**WORK REQUIRED**
Please transcribe the listing below with every word intact.

++++ RECORDS SUPPLIED

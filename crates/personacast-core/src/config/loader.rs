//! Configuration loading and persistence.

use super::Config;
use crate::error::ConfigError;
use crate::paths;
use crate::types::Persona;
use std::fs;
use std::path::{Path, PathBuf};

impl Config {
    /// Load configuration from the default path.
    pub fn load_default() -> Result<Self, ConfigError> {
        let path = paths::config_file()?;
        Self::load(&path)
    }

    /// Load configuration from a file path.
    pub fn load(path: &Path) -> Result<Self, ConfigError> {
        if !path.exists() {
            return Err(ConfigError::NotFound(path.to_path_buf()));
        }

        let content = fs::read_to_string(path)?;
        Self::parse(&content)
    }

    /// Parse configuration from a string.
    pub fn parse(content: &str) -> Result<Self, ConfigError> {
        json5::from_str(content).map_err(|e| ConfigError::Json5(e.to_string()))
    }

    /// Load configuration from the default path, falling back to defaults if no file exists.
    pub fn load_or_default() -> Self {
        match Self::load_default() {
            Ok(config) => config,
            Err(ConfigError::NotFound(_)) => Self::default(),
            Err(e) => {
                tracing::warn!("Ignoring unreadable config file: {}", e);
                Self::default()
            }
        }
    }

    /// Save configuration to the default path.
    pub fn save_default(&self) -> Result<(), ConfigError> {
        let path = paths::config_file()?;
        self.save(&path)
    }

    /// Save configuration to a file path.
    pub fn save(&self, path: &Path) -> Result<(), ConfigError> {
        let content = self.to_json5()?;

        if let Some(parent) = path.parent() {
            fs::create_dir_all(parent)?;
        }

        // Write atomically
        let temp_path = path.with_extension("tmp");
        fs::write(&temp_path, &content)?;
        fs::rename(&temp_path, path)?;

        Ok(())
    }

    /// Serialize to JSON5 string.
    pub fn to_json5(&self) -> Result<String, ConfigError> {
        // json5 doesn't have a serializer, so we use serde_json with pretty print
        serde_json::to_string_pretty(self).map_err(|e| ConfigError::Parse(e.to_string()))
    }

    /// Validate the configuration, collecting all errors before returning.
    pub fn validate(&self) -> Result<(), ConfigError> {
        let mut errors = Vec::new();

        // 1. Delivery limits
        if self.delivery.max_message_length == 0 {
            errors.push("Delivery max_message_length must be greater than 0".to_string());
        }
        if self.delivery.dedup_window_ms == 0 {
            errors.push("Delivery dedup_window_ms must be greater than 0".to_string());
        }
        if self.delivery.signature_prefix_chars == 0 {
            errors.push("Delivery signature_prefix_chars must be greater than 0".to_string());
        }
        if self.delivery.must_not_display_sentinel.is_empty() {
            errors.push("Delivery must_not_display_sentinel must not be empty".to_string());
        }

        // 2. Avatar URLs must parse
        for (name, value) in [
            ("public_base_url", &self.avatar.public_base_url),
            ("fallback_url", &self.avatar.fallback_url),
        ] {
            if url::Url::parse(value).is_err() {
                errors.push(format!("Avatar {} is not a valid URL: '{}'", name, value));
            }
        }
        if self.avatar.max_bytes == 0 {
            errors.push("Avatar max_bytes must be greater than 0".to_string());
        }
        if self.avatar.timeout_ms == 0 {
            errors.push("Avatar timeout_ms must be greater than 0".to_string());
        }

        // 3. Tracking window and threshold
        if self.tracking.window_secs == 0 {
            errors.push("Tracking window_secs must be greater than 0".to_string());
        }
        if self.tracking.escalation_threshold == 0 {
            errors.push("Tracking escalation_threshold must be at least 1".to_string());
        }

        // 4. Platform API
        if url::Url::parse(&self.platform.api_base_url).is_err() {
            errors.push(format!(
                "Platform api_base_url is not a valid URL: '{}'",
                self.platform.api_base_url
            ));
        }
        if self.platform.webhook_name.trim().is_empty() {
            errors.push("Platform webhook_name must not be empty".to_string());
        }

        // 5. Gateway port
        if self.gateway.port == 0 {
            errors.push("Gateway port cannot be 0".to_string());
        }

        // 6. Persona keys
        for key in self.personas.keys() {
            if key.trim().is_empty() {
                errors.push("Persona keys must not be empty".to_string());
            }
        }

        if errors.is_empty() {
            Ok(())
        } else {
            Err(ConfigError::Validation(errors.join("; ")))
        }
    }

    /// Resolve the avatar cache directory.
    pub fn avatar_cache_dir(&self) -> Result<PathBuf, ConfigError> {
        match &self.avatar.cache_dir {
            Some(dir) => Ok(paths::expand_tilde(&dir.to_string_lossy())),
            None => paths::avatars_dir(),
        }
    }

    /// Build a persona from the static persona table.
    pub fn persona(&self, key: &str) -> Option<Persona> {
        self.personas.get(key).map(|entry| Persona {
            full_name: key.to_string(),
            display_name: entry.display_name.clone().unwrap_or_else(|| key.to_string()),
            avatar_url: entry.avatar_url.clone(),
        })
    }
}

++++++++

**ANSWER BELOW**
filename crates/personacast-core/src/config/loader.rs
//! Configuration loading and persistence.

use super::Config;
use crate::error::ConfigError;
use crate::paths;
use crate::types::Persona;
use std::fs;
use std::path::{Path, PathBuf};

impl Config {
    /// Load configuration from the default path.
    pub fn load_default() -> Result<Self, ConfigError> {
        let path = paths::config_file()?;
        Self::load(&path)
    }

    /// Load configuration from a file path.
    pub fn load(path: &Path) -> Result<Self, ConfigError> {
        if !path.exists() {
            return Err(ConfigError::NotFound(path.to_path_buf()));
        }

        let content = fs::read_to_string(path)?;
        Self::parse(&content)
    }

    /// Parse configuration from a string.
    pub fn parse(content: &str) -> Result<Self, ConfigError> {
        json5::from_str(content).map_err(|e| ConfigError::Json5(e.to_string()))
    }

    /// Load configuration from the default path, falling back to defaults if no file exists.
    pub fn load_or_default() -> Self {
        match Self::load_default() {
            Ok(config) => config,
            Err(ConfigError::NotFound(_)) => Self::default(),
            Err(e) => {
                tracing::warn!("Ignoring unreadable config file: {}", e);
                Self::default()
            }
        }
    }

    /// Save configuration to the default path.
    pub fn save_default(&self) -> Result<(), ConfigError> {
        let path = paths::config_file()?;
        self.save(&path)
    }

    /// Save configuration to a file path.
    pub fn save(&self, path: &Path) -> Result<(), ConfigError> {
        let content = self.to_json5()?;

        if let Some(parent) = path.parent() {
            fs::create_dir_all(parent)?;
        }

        // Write atomically
        let temp_path = path.with_extension("tmp");
        fs::write(&temp_path, &content)?;
        fs::rename(&temp_path, path)?;

        Ok(())
    }

    /// Serialize to JSON5 string.
    pub fn to_json5(&self) -> Result<String, ConfigError> {
        // json5 doesn't have a serializer, so we use serde_json with pretty print
        serde_json::to_string_pretty(self).map_err(|e| ConfigError::Parse(e.to_string()))
    }

    /// Validate the configuration, collecting all errors before returning.
    pub fn validate(&self) -> Result<(), ConfigError> {
        let mut errors = Vec::new();

        // 1. Delivery limits
        if self.delivery.max_message_length == 0 {
            errors.push("Delivery max_message_length must be greater than 0".to_string());
        }
        if self.delivery.dedup_window_ms == 0 {
            errors.push("Delivery dedup_window_ms must be greater than 0".to_string());
        }
        if self.delivery.signature_prefix_chars == 0 {
            errors.push("Delivery signature_prefix_chars must be greater than 0".to_string());
        }
        if self.delivery.must_not_display_sentinel.is_empty() {
            errors.push("Delivery must_not_display_sentinel must not be empty".to_string());
        }

        // 2. Avatar URLs must parse
        for (name, value) in [
            ("public_base_url", &self.avatar.public_base_url),
            ("fallback_url", &self.avatar.fallback_url),
        ] {
            if url::Url::parse(value).is_err() {
                errors.push(format!("Avatar {} is not a valid URL: '{}'", name, value));
            }
        }
        if self.avatar.max_bytes == 0 {
            errors.push("Avatar max_bytes must be greater than 0".to_string());
        }
        if self.avatar.timeout_ms == 0 {
            errors.push("Avatar timeout_ms must be greater than 0".to_string());
        }

        // 3. Tracking window and threshold
        if self.tracking.window_secs == 0 {
            errors.push("Tracking window_secs must be greater than 0".to_string());
        }
        if self.tracking.escalation_threshold == 0 {
            errors.push("Tracking escalation_threshold must be at least 1".to_string());
        }

        // 4. Platform API
        if url::Url::parse(&self.platform.api_base_url).is_err() {
            errors.push(format!(
                "Platform api_base_url is not a valid URL: '{}'",
                self.platform.api_base_url
            ));
        }
        if self.platform.webhook_name.trim().is_empty() {
            errors.push("Platform webhook_name must not be empty".to_string());
        }

        // 5. Gateway port
        if self.gateway.port == 0 {
            errors.push("Gateway port cannot be 0".to_string());
        }

        // 6. Persona keys
        for key in self.personas.keys() {
            if key.trim().is_empty() {
                errors.push("Persona keys must not be empty".to_string());
            }
        }

        if errors.is_empty() {
            Ok(())
        } else {
            Err(ConfigError::Validation(errors.join("; ")))
        }
    }

    /// Resolve the avatar cache directory.
    pub fn avatar_cache_dir(&self) -> Result<PathBuf, ConfigError> {
        match &self.avatar.cache_dir {
            Some(dir) => Ok(paths::expand_tilde(&dir.to_string_lossy())),
            None => paths::avatars_dir(),
        }
    }

    /// Build a persona from the static persona table.
    pub fn persona(&self, key: &str) -> Option<Persona> {
        self.personas.get(key).map(|entry| Persona {
            full_name: key.to_string(),
            display_name: entry.display_name.clone().unwrap_or_else(|| key.to_string()),
            avatar_url: entry.avatar_url.clone(),
        })
    }
}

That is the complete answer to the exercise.